The Best (and Worst) Cities for Vegetarians and Vegans, According to a New Study
Some usual suspects like New York and Portland topped the list while Greensboro finished dead last.
Vegetarian and vegan diets are more mainstream than ever before – and vegetarian distinctions have become a common site on restaurant menus. But people who don't eat meat are still majorly in the minority – one 2016 poll suggests that only about 3.3 percent of all U.S. adults are vegetarian – and as any vegetarian who's taken a road trip can attest too, certain parts of the country are more veggie-friendly than others. In fact, that same poll suggests that whereas 5.4 percent of adults in the Northeast are vegetarian, in the Midwest and South, the number drops to 2.3 percent.
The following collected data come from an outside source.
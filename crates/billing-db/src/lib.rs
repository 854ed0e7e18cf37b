//! # billing-db: Database Layer for Billing Desktop
//!
//! This crate provides database access for Billing Desktop.
//! It uses SQLite for local storage with sqlx for async operations.
//!
//! ## Architecture Position
//! ```text
//! ┌─────────────────────────────────────────────────────────────────┐
//! │                   Billing Desktop Data Flow                     │
//! │                                                                 │
//! │  Tauri Command (add_product)                                    │
//! │       │                                                         │
//! │       ▼                                                         │
//! │  ┌───────────────────────────────────────────────────────────┐ │
//! │  │                  billing-db (THIS CRATE)                  │ │
//! │  │                                                           │ │
//! │  │  ┌──────────────┐  ┌───────────────┐  ┌───────────────┐  │ │
//! │  │  │   Database   │  │  Repository   │  │  Migrations   │  │ │
//! │  │  │  (pool.rs)   │  │ (product.rs)  │  │  (embedded)   │  │ │
//! │  │  │              │  │               │  │               │  │ │
//! │  │  │ SqlitePool   │◄─│ ProductRepo   │  │ 001_products  │  │ │
//! │  │  └──────────────┘  └───────────────┘  └───────────────┘  │ │
//! │  └───────────────────────────────────────────────────────────┘ │
//! │       │                                                         │
//! │       ▼                                                         │
//! │  SQLite file under the platform app-data directory              │
//! └─────────────────────────────────────────────────────────────────┘
//! ```
//!
//! ## Module Organization
//!
//! - [`pool`] - Connection pool creation and configuration
//! - [`migrations`] - Embedded database migrations
//! - [`error`] - Database error types
//! - [`repository`] - The product repository
//!
//! ## Usage
//!
//! ```rust,ignore
//! use billing_db::{Database, DbConfig};
//!
//! let db = Database::new(DbConfig::new("path/to/billing.db")).await?;
//! let products = db.products().list().await?;
//! ```

// =============================================================================
// Module Declarations
// =============================================================================

pub mod error;
pub mod migrations;
pub mod pool;
pub mod repository;

// =============================================================================
// Re-exports
// =============================================================================

pub use error::DbError;
pub use pool::{Database, DbConfig};
pub use repository::product::ProductRepository;
//! # CSV Export Rendering
//!
//! Renders the product list (and invoice summary block) to CSV bytes.
//!
//! ## Invoice Layout
//! ```text
//! ┌─────────────────────────────────────────────────────────────────┐
//! │                    Exported Invoice File                        │
//! │                                                                 │
//! │  Name,Price,Quantity,Total          ← header                    │
//! │  Pen,1.50,10,15.00                  ← data rows, store order    │
//! │  Book,9.99,2,19.98                                              │
//! │                                     ← one blank separator row   │
//! │  ,,Subtotal,34.98                   ← 4-column summary rows:    │
//! │  ,,VAT (20.00%),7.00                  columns 3-4 hold label    │
//! │  ,,Total,41.98                        and two-decimal value     │
//! └─────────────────────────────────────────────────────────────────┘
//! ```
//!
//! Rendering targets in-memory buffers only; writing the bytes to disk is
//! the caller's concern (this crate does no I/O).

use std::io::Write;

use crate::error::ExportError;
use crate::types::{Product, Totals};

/// Column headers for the export file.
pub const CSV_HEADER: [&str; 4] = ["Name", "Price", "Quantity", "Total"];

// =============================================================================
// Formatting
// =============================================================================

/// Formats an amount for display and CSV output: exactly two decimals.
///
/// ## Example
/// ```rust
/// use billing_core::export::format_amount;
///
/// assert_eq!(format_amount(3.996), "4.00");
/// assert_eq!(format_amount(19.98), "19.98");
/// assert_eq!(format_amount(0.0), "0.00");
/// ```
pub fn format_amount(value: f64) -> String {
    format!("{value:.2}")
}

// =============================================================================
// Rendering
// =============================================================================

/// Writes the header row plus one data row per product.
fn write_product_rows<W: Write>(
    wtr: &mut csv::Writer<W>,
    products: &[Product],
) -> Result<(), ExportError> {
    wtr.write_record(CSV_HEADER)?;
    for product in products {
        wtr.write_record(&[
            product.name.clone(),
            format_amount(product.price),
            product.quantity.to_string(),
            format_amount(product.total),
        ])?;
    }
    Ok(())
}

/// Renders header + data rows only (the store-level export format).
pub fn render_product_rows(products: &[Product]) -> Result<Vec<u8>, ExportError> {
    let mut buf = Vec::new();
    {
        let mut wtr = csv::Writer::from_writer(&mut buf);
        write_product_rows(&mut wtr, products)?;
        wtr.flush()?;
    }
    Ok(buf)
}

/// Renders the full invoice: data rows, one blank separator row, then the
/// three summary rows (`Subtotal`, `VAT (P.PP%)`, `Total`).
pub fn render_invoice(products: &[Product], totals: &Totals) -> Result<Vec<u8>, ExportError> {
    let mut buf = Vec::new();
    {
        let mut wtr = csv::Writer::from_writer(&mut buf);
        write_product_rows(&mut wtr, products)?;
        wtr.flush()?;
    }

    // The separator is a genuinely blank line, not a ",,," record, so it is
    // appended outside the CSV writer.
    buf.extend_from_slice(b"\n");

    {
        let mut wtr = csv::Writer::from_writer(&mut buf);
        let vat_label = format!("VAT ({:.2}%)", totals.vat_percent);
        wtr.write_record(["", "", "Subtotal", format_amount(totals.subtotal).as_str()])?;
        wtr.write_record(["", "", vat_label.as_str(), format_amount(totals.vat).as_str()])?;
        wtr.write_record(["", "", "Total", format_amount(totals.total).as_str()])?;
        wtr.flush()?;
    }
    Ok(buf)
}

// =============================================================================
// Unit Tests
// =============================================================================

#[cfg(test)]
mod tests {
    use super::*;
    use crate::types::ProductInput;

    fn product(name: &str, price: f64, quantity: i64) -> Product {
        Product::new(ProductInput {
            name: name.to_string(),
            price,
            quantity,
        })
    }

    #[test]
    fn test_format_amount_rounds_for_display() {
        // The Book scenario: exact values round only at the formatting edge
        assert_eq!(format_amount(19.98), "19.98");
        assert_eq!(format_amount(3.996), "4.00");
        assert_eq!(format_amount(23.976), "23.98");
    }

    #[test]
    fn test_render_product_rows() {
        let products = vec![product("Pen", 1.5, 10), product("Book", 9.99, 2)];
        let bytes = render_product_rows(&products).unwrap();
        let text = String::from_utf8(bytes).unwrap();

        assert_eq!(
            text,
            "Name,Price,Quantity,Total\n\
             Pen,1.50,10,15.00\n\
             Book,9.99,2,19.98\n"
        );
    }

    #[test]
    fn test_render_invoice_summary_block() {
        let products = vec![product("Pen", 1.5, 10)];
        let totals = Totals::from_subtotal(15.0, 20.0);
        let text = String::from_utf8(render_invoice(&products, &totals).unwrap()).unwrap();

        let lines: Vec<&str> = text.lines().collect();
        assert_eq!(lines[0], "Name,Price,Quantity,Total");
        assert_eq!(lines[1], "Pen,1.50,10,15.00");
        assert_eq!(lines[2], "");
        assert_eq!(lines[3], ",,Subtotal,15.00");
        assert_eq!(lines[4], ",,VAT (20.00%),3.00");
        assert_eq!(lines[5], ",,Total,18.00");
        assert_eq!(lines.len(), 6);
    }

    #[test]
    fn test_invoice_vat_is_percentage_of_subtotal() {
        // VAT row must equal 20% of the subtotal, both two-decimal formatted
        let products = vec![product("Pen", 1.5, 10), product("Book", 9.99, 2)];
        let subtotal: f64 = products.iter().map(|p| p.total).sum();
        let totals = Totals::from_subtotal(subtotal, 20.0);
        let text = String::from_utf8(render_invoice(&products, &totals).unwrap()).unwrap();

        assert!(text.contains(",,Subtotal,34.98\n"));
        assert!(text.contains(",,VAT (20.00%),7.00\n"));
        assert!(text.contains(",,Total,41.98\n"));
    }

    #[test]
    fn test_name_with_comma_is_quoted() {
        let products = vec![product("Pen, blue", 1.0, 1)];
        let text = String::from_utf8(render_product_rows(&products).unwrap()).unwrap();
        assert!(text.contains("\"Pen, blue\",1.00,1,1.00"));
    }
}
//! # Error Types
//!
//! Domain-specific error types for billing-core.
//!
//! ## Error Hierarchy
//! ```text
//! ┌─────────────────────────────────────────────────────────────────┐
//! │                        Error Types                              │
//! │                                                                 │
//! │  billing-core errors (this file)                                │
//! │  ├── ValidationError  - Form input failures                     │
//! │  └── ExportError      - CSV rendering failures                  │
//! │                                                                 │
//! │  billing-db errors (separate crate)                             │
//! │  └── DbError          - Database operation failures             │
//! │                                                                 │
//! │  Tauri API errors (in app)                                      │
//! │  └── ApiError         - What the frontend sees (serialized)     │
//! │                                                                 │
//! │  Flow: ValidationError / DbError → ApiError → Frontend dialog   │
//! └─────────────────────────────────────────────────────────────────┘
//! ```
//!
//! ## Design Principles
//! 1. Use `thiserror` for derive macros (not manual impl)
//! 2. Include context in error messages (field name, offending value)
//! 3. Each error variant maps to a user-facing dialog message

use thiserror::Error;

// =============================================================================
// Validation Error
// =============================================================================

/// Form input validation errors.
///
/// These occur when user-entered text doesn't meet requirements. They are
/// surfaced as blocking dialogs and never mutate any state.
#[derive(Debug, Error)]
pub enum ValidationError {
    /// A required field is unset or empty after trimming.
    ///
    /// An unset field is one the view reports as `None` because its
    /// placeholder is still showing; it is never compared against the
    /// placeholder text itself.
    #[error("{field} cannot be empty")]
    Required { field: &'static str },

    /// A numeric field failed to parse.
    #[error("{field} is not a valid number: '{value}'")]
    InvalidNumber { field: &'static str, value: String },

    /// A numeric field parsed but was negative.
    #[error("{field} must not be negative")]
    MustBeNonNegative { field: &'static str },
}

// =============================================================================
// Export Error
// =============================================================================

/// CSV invoice rendering/writing errors.
#[derive(Debug, Error)]
pub enum ExportError {
    /// The CSV writer rejected a record.
    #[error("CSV write failed: {0}")]
    Csv(#[from] csv::Error),

    /// The underlying buffer or file failed.
    #[error("export I/O failed: {0}")]
    Io(#[from] std::io::Error),
}

/// Convenience type alias for validation results.
pub type ValidationResult<T> = Result<T, ValidationError>;

// =============================================================================
// Unit Tests
// =============================================================================

#[cfg(test)]
mod tests {
    use super::*;

    #[test]
    fn test_validation_error_messages() {
        let err = ValidationError::Required { field: "name" };
        assert_eq!(err.to_string(), "name cannot be empty");

        let err = ValidationError::InvalidNumber {
            field: "price",
            value: "abc".to_string(),
        };
        assert_eq!(err.to_string(), "price is not a valid number: 'abc'");

        let err = ValidationError::MustBeNonNegative { field: "quantity" };
        assert_eq!(err.to_string(), "quantity must not be negative");
    }
}
//! # Application State
//!
//! State types registered with Tauri and injected into commands.
//!
//! A single explicit state object (the database handle) replaces any
//! global mutable form state: commands receive what they need through
//! `State<'_, DbState>`, nothing is a singleton.

pub mod db;

pub use db::DbState;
But breaking down the ease of a vegetarian lifestyle by region is pretty broad. So personal finance site WalletHub decided to dig into the numbers a little deeper. The company's analysists looked at the 100 largest American cities and compared them across "15 key indicators of vegan- and vegetarian-friendliness" including things like the cost of groceries for vegetarians, the percentage of restaurants serving meatless options and salad shops per capita (which, okay, is a little one-note, but fair enough). WalletHub then went on to rank all 100 cities, and the results are… well… not very surprising at all.
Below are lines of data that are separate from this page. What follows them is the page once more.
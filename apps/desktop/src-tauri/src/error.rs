//! # API Error Type
//!
//! Unified error type for Tauri commands.
//!
//! ## Error Handling Strategy
//! ```text
//! ┌─────────────────────────────────────────────────────────────────┐
//! │                 Error Flow in Billing Desktop                   │
//! │                                                                 │
//! │  Frontend                    Rust Backend                       │
//! │  ────────                    ────────────                       │
//! │                                                                 │
//! │  invoke('add_product')                                          │
//! │         │                                                       │
//! │         ▼                                                       │
//! │  Command: Result<T, ApiError>                                   │
//! │         │                                                       │
//! │         ├── ValidationError ──► VALIDATION_ERROR (error dialog) │
//! │         ├── no rows to export ─► NOTHING_TO_EXPORT (warning)    │
//! │         ├── DbError ──────────► STORAGE_ERROR (error dialog)    │
//! │         └── ExportError ──────► EXPORT_FAILED (error dialog)    │
//! │                                                                 │
//! │  Every failure aborts the pending action, leaves prior state    │
//! │  intact, and returns control to the user. No error is fatal.    │
//! └─────────────────────────────────────────────────────────────────┘
//! ```
//!
//! ## Tauri Error Serialization
//! Tauri requires errors to be serializable. We implement `Serialize`
//! and include both a machine-readable `code` and human-readable `message`.

use serde::Serialize;

use billing_core::{ExportError, ValidationError};
use billing_db::DbError;

/// API error returned from Tauri commands.
///
/// ## Serialization
/// This is what the frontend receives when a command fails:
/// ```json
/// {
///   "code": "VALIDATION_ERROR",
///   "message": "price is not a valid number: 'abc'"
/// }
/// ```
#[derive(Debug, Clone, Serialize)]
#[serde(rename_all = "camelCase")]
pub struct ApiError {
    /// Machine-readable error code for dialog selection
    pub code: ErrorCode,

    /// Human-readable error message for display
    pub message: String,
}

/// Error codes for API responses.
///
/// The frontend maps these onto the three dialog classes: validation
/// errors and storage/export failures get a blocking error dialog,
/// not-found/nothing-to-export conditions get a warning dialog.
#[derive(Debug, Clone, Copy, Serialize)]
#[serde(rename_all = "SCREAMING_SNAKE_CASE")]
pub enum ErrorCode {
    /// Form input failed validation; nothing was persisted.
    ValidationError,

    /// The targeted row no longer exists.
    NotFound,

    /// Export requested on an empty product list (warning, not error).
    NothingToExport,

    /// Database operation failed.
    StorageError,

    /// CSV rendering or file write failed.
    ExportFailed,

    /// Internal error.
    Internal,
}

impl ApiError {
    /// Creates a new API error.
    pub fn new(code: ErrorCode, message: impl Into<String>) -> Self {
        ApiError {
            code,
            message: message.into(),
        }
    }

    /// Creates a nothing-to-export warning.
    pub fn nothing_to_export() -> Self {
        ApiError::new(ErrorCode::NothingToExport, "No products to export")
    }
}

/// Converts validation errors to API errors.
impl From<ValidationError> for ApiError {
    fn from(err: ValidationError) -> Self {
        ApiError::new(ErrorCode::ValidationError, err.to_string())
    }
}

/// Converts database errors to API errors.
impl From<DbError> for ApiError {
    fn from(err: DbError) -> Self {
        match err {
            DbError::NotFound { entity, id } => ApiError::new(
                ErrorCode::NotFound,
                format!("{} not found: {}", entity, id),
            ),
            DbError::ExportFailed(message) => {
                tracing::error!("Export failed: {}", message);
                ApiError::new(ErrorCode::ExportFailed, format!("Failed to export: {}", message))
            }
            other => {
                // Surface the underlying message; the app stays usable
                tracing::error!("Storage failure: {}", other);
                ApiError::new(ErrorCode::StorageError, other.to_string())
            }
        }
    }
}

/// Converts CSV rendering errors to API errors.
impl From<ExportError> for ApiError {
    fn from(err: ExportError) -> Self {
        tracing::error!("Export failed: {}", err);
        ApiError::new(ErrorCode::ExportFailed, format!("Failed to export: {}", err))
    }
}

impl std::fmt::Display for ApiError {
    fn fmt(&self, f: &mut std::fmt::Formatter<'_>) -> std::fmt::Result {
        write!(f, "[{:?}] {}", self.code, self.message)
    }
}

impl std::error::Error for ApiError {}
When ranked by overall score, the top ten is full of the usual alternative-lifestyle suspects: New York is number one, followed by Portland, Oregon; Orlando; San Francisco; Los Angeles; Seattle; Washington, DC; Scottsdale; Miami; and San Diego. On the opposite end of the spectrum, working your way up from the bottom, Greensboro, North Carolina, finished dead last, followed by Toledo; Fresno; Tulsa; Baton Rouge; Henderson, Nevada; Stockton; Oklahoma City; San Bernardino; and North Las Vegas.
However, since WalletHub looked at 15 different factors, some cities did better in certain categories than others, and if you're interested, you can easily take a closer look at these specifics. For instance, Honolulu probably would have performed better overall had it not ranked next to last in affordability. Meanwhile, WalletHub also created a separate "Vegetarian Lifestyle" ranking which focused on how vegetarian a city was compared to the national average, overall fruit and vegetable consumption, vegan and vegetarian meetups per capita, and whether or not the area hosts any vegan or vegetarian festivals. In this subcategory, Anaheim topped the list – while Fort Wayne, Indiana, and Laredo and Lubbock, Texas, tied for dead last.
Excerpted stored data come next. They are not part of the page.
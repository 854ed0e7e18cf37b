//! # billing-core: Pure Business Logic for Billing Desktop
//!
//! This crate is the **heart** of Billing Desktop. It contains all business
//! logic as pure functions with zero I/O dependencies.
//!
//! ## Architecture Position
//! ```text
//! ┌─────────────────────────────────────────────────────────────────┐
//! │                  Billing Desktop Architecture                   │
//! │                                                                 │
//! │  ┌───────────────────────────────────────────────────────────┐ │
//! │  │                 Frontend (webview form/table)             │ │
//! │  └────────────────────────────┬──────────────────────────────┘ │
//! │                               │ Tauri IPC                       │
//! │  ┌────────────────────────────▼──────────────────────────────┐ │
//! │  │                    Tauri Commands                         │ │
//! │  │   list_products, add_product, get_totals, export_invoice  │ │
//! │  └────────────────────────────┬──────────────────────────────┘ │
//! │                               │                                 │
//! │  ┌────────────────────────────▼──────────────────────────────┐ │
//! │  │             ★ billing-core (THIS CRATE) ★                 │ │
//! │  │                                                           │ │
//! │  │   ┌──────────┐ ┌────────────┐ ┌──────────┐ ┌──────────┐  │ │
//! │  │   │  types   │ │ validation │ │  export  │ │  error   │  │ │
//! │  │   │ Product  │ │   rules    │ │ CSV rows │ │  typed   │  │ │
//! │  │   │  Totals  │ │   checks   │ │ + totals │ │  errors  │  │ │
//! │  │   └──────────┘ └────────────┘ └──────────┘ └──────────┘  │ │
//! │  │                                                           │ │
//! │  │   NO I/O • NO DATABASE • NO DIALOGS • PURE FUNCTIONS      │ │
//! │  └────────────────────────────┬──────────────────────────────┘ │
//! │                               │                                 │
//! │  ┌────────────────────────────▼──────────────────────────────┐ │
//! │  │                billing-db (Database Layer)                │ │
//! │  │           SQLite queries, migrations, repository          │ │
//! │  └───────────────────────────────────────────────────────────┘ │
//! └─────────────────────────────────────────────────────────────────┘
//! ```
//!
//! ## Modules
//!
//! - [`types`] - Domain types (Product, ProductKey, Totals)
//! - [`validation`] - Form input validation and VAT parsing
//! - [`export`] - CSV invoice rendering (to in-memory buffers)
//! - [`error`] - Domain error types
//!
//! ## Design Principles
//!
//! 1. **Pure Functions**: Every function is deterministic - same input = same output
//! 2. **No I/O**: Database, dialog, file system access is FORBIDDEN here
//! 3. **Derived total**: `total = price * quantity` is computed in exactly
//!    one place and stored redundantly at write time
//! 4. **Explicit Errors**: All errors are typed, never strings or panics

// =============================================================================
// Module Declarations
// =============================================================================

pub mod error;
pub mod export;
pub mod types;
pub mod validation;

// =============================================================================
// Re-exports for Convenience
// =============================================================================

pub use error::{ExportError, ValidationError};
pub use types::{Product, ProductInput, ProductKey, Totals};

// =============================================================================
// Crate-Level Constants
// =============================================================================

/// VAT percentage applied when the VAT field is unset, blank, or unparseable.
///
/// ## Why a constant?
/// The VAT field is optional on the form. Every consumer (totals refresh,
/// invoice export) must fall back to the same rate, so it lives here rather
/// than in any one call site.
pub const DEFAULT_VAT_PERCENT: f64 = 20.0;
//! # Repository Module
//!
//! Database repository implementations for Billing Desktop.
//!
//! ## Repository Pattern
//! ```text
//! ┌─────────────────────────────────────────────────────────────────┐
//! │                 Repository Pattern Explained                    │
//! │                                                                 │
//! │  Tauri Command                                                  │
//! │       │                                                         │
//! │       │  db.products().add(input)                               │
//! │       ▼                                                         │
//! │  ProductRepository                                              │
//! │  ├── add / list / totals                                        │
//! │  ├── update_by_id / delete_by_id                                │
//! │  ├── update_first_match / delete_first_match                    │
//! │  └── export_csv                                                 │
//! │       │                                                         │
//! │       │  Parameterized SQL                                      │
//! │       ▼                                                         │
//! │  SQLite Database                                                │
//! │                                                                 │
//! │  Benefits:                                                      │
//! │  • SQL is isolated in one place                                 │
//! │  • Easy to test against an in-memory pool                       │
//! └─────────────────────────────────────────────────────────────────┘
//! ```

pub mod product;
//! # Database Migrations
//!
//! Embedded SQL migrations for Billing Desktop.
//!
//! ## Adding New Migrations
//!
//! 1. Create a new file in `migrations/sqlite/` with the next sequence number
//! 2. Name format: `NNN_description.sql` (e.g., `002_add_invoice_table.sql`)
//! 3. Write idempotent SQL (use `IF NOT EXISTS` where possible)
//! 4. **NEVER** modify existing migrations - always add new ones

use sqlx::SqlitePool;
use tracing::info;

use crate::error::DbResult;

/// Embedded migrations from the `migrations/sqlite` directory.
///
/// The `sqlx::migrate!()` macro embeds all SQL files from the specified
/// directory into the binary at compile time. No runtime file access needed.
static MIGRATOR: sqlx::migrate::Migrator = sqlx::migrate!("../../migrations/sqlite");

/// Runs all pending database migrations.
///
/// ## Safety
/// - Idempotent: safe to run multiple times
/// - Transactional: each migration runs in a transaction
/// - Ordered: migrations run in filename order (001, 002, ...)
pub async fn run_migrations(pool: &SqlitePool) -> DbResult<()> {
    info!("Checking for pending migrations");

    MIGRATOR.run(pool).await?;

    info!("All migrations applied successfully");
    Ok(())
}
That said, though Texas cities struggled in some categories, four out of the top five cheapest cities for groceries for vegetarians were all in the Lone Star state. Another interesting finding, the city with the highest percentage of restaurants serving vegan options was none other than Orlando. (Gotta keep all the tourists equally happy, perhaps?)
Regardless, if you want to dig through the sortable rankings or take a closer look at WalletHub's methodology, you can waste plenty of time on the company's website seeing how your home city or next travel destination fared and why.